//! Instructions sent to the Markdown parsing service.
//!
//! Kept in one place so the extraction behaviour can be reviewed and tested
//! without touching the HTTP client in [`crate::pipeline::extract`].

/// Content guideline sent with every parsing job.
pub const CONTENT_GUIDELINE_INSTRUCTION: &str = r#"You are a highly proficient document parser.
Convert each page of the PDF into clean markdown suitable for large language model processing.
Exclude any non-essential elements such as headers, footers, page numbers, and decorative images.
Preserve the logical structure and hierarchy of the content, using appropriate Markdown syntax for headings, lists, and emphasis.
Ensure that tables are accurately represented in Markdown format."#;

#[cfg(test)]
mod tests {
    use super::*;

    #[test]
    fn guideline_suppresses_page_furniture() {
        let text = CONTENT_GUIDELINE_INSTRUCTION;
        assert!(text.contains("headers, footers, page numbers"));
        assert!(text.contains("tables"));
        assert!(!text.starts_with('\n'));
    }
}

• • •

Requirement: Transcribe every entry in the listing, word for word.

Solution to this task:
//! Instructions sent to the Markdown parsing service.
//!
//! Kept in one place so the extraction behaviour can be reviewed and tested
//! without touching the HTTP client in [`crate::pipeline::extract`].

/// Content guideline sent with every parsing job.
pub const CONTENT_GUIDELINE_INSTRUCTION: &str = r#"You are a highly proficient document parser.
Convert each page of the PDF into clean markdown suitable for large language model processing.
Exclude any non-essential elements such as headers, footers, page numbers, and decorative images.
Preserve the logical structure and hierarchy of the content, using appropriate Markdown syntax for headings, lists, and emphasis.
Ensure that tables are accurately represented in Markdown format."#;

#[cfg(test)]
mod tests {
    use super::*;

    #[test]
    fn guideline_suppresses_page_furniture() {
        let text = CONTENT_GUIDELINE_INSTRUCTION;
        assert!(text.contains("headers, footers, page numbers"));
        assert!(text.contains("tables"));
        assert!(!text.starts_with('\n'));
    }
}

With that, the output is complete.